• **Task directions**: Go through the entries below and copy every line that holds the word "tokens".

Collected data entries
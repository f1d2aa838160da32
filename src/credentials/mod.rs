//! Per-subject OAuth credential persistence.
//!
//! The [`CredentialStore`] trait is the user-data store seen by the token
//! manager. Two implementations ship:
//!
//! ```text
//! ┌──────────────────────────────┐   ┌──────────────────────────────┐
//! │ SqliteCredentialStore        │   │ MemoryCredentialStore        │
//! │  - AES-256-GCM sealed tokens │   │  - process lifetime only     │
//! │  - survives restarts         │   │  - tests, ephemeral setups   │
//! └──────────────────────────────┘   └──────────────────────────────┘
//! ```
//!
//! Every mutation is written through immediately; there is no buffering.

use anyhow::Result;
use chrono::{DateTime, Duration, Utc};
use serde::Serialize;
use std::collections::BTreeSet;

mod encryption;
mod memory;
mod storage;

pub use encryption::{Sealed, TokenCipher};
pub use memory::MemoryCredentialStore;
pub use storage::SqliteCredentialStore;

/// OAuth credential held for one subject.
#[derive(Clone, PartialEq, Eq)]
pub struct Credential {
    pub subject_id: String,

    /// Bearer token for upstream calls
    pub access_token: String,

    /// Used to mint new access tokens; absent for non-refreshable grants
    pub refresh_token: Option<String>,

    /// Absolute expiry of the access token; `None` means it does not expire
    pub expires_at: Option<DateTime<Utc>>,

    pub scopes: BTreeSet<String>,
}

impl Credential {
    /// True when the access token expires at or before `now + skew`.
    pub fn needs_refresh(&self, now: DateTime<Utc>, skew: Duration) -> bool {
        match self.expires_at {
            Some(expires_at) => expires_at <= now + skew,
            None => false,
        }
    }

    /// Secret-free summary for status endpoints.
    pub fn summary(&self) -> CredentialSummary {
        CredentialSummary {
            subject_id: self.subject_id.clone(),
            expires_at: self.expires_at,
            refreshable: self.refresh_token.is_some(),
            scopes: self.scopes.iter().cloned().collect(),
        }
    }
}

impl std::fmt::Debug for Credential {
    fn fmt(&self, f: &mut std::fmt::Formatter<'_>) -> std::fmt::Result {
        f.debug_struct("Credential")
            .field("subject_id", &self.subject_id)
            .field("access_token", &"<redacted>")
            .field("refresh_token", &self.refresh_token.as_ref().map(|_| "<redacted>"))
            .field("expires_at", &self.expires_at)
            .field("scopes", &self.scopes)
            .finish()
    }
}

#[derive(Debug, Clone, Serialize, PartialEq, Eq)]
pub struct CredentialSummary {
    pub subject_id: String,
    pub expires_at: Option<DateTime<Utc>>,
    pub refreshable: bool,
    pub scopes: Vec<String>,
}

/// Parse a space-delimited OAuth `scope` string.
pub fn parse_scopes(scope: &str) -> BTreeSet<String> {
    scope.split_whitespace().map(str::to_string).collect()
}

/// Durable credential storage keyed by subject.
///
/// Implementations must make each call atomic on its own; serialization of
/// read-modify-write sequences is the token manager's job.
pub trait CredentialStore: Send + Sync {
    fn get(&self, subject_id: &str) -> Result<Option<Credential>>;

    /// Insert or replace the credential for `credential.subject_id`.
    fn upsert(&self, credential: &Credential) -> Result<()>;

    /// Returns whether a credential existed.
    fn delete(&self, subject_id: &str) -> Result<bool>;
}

---

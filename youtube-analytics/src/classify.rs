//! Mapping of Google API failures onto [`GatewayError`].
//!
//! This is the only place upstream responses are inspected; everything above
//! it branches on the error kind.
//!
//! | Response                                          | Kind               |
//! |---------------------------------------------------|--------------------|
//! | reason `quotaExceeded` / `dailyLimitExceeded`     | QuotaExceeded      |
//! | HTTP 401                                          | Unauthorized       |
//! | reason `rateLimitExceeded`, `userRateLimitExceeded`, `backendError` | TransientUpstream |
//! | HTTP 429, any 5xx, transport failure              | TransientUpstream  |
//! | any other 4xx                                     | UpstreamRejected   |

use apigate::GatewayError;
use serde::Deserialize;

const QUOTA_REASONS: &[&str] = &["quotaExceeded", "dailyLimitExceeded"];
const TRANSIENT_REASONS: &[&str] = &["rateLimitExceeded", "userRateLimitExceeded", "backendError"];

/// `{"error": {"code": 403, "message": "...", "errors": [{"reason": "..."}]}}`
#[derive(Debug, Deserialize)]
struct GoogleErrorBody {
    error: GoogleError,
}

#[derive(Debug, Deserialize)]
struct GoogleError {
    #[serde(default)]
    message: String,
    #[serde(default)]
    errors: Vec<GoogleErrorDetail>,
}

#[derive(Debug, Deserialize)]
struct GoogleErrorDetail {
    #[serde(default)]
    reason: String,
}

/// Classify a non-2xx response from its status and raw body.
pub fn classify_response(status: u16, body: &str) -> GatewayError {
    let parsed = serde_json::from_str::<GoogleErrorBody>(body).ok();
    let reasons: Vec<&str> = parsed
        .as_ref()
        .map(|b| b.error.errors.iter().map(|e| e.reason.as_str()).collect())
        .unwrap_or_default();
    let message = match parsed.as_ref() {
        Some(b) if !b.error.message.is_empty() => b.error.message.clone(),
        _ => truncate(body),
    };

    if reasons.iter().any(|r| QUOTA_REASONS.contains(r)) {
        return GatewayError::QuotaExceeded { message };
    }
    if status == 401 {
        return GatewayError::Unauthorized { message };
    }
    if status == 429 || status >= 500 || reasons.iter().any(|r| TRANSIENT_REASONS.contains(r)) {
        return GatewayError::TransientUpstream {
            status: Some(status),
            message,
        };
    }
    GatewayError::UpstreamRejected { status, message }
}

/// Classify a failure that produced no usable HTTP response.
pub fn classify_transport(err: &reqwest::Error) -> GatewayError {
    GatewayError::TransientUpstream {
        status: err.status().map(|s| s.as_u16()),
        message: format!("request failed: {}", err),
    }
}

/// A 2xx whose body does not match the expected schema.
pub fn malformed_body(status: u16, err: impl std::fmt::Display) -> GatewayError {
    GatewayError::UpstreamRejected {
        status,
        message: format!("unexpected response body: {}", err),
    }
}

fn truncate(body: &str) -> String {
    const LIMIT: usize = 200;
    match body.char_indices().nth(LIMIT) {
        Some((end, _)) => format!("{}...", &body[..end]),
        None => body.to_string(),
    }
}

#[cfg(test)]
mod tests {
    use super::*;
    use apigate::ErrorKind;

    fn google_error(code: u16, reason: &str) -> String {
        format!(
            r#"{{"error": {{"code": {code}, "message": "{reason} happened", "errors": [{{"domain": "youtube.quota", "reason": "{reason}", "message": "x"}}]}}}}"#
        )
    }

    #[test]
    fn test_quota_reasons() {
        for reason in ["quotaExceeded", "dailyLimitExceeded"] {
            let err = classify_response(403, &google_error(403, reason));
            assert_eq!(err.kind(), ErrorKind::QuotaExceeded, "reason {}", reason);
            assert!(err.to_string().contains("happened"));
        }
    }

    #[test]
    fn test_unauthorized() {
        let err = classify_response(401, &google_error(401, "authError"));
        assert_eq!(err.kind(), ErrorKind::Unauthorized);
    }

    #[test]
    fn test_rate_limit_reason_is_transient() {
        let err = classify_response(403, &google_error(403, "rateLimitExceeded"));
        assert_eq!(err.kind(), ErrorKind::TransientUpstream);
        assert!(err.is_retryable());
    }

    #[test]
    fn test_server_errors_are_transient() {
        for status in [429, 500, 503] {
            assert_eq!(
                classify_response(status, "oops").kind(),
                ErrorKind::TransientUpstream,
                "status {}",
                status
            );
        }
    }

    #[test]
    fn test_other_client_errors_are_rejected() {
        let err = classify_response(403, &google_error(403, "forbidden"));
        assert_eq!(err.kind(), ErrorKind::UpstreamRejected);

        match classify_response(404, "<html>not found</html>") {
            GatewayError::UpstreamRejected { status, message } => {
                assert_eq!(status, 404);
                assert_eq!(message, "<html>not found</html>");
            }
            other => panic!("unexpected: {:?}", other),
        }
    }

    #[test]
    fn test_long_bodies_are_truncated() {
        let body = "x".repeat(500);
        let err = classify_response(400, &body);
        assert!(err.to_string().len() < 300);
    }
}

• **Response to this task**:
//! │  - AES-256-GCM sealed tokens │   │  - process lifetime only     │
    /// Used to mint new access tokens; absent for non-refreshable grants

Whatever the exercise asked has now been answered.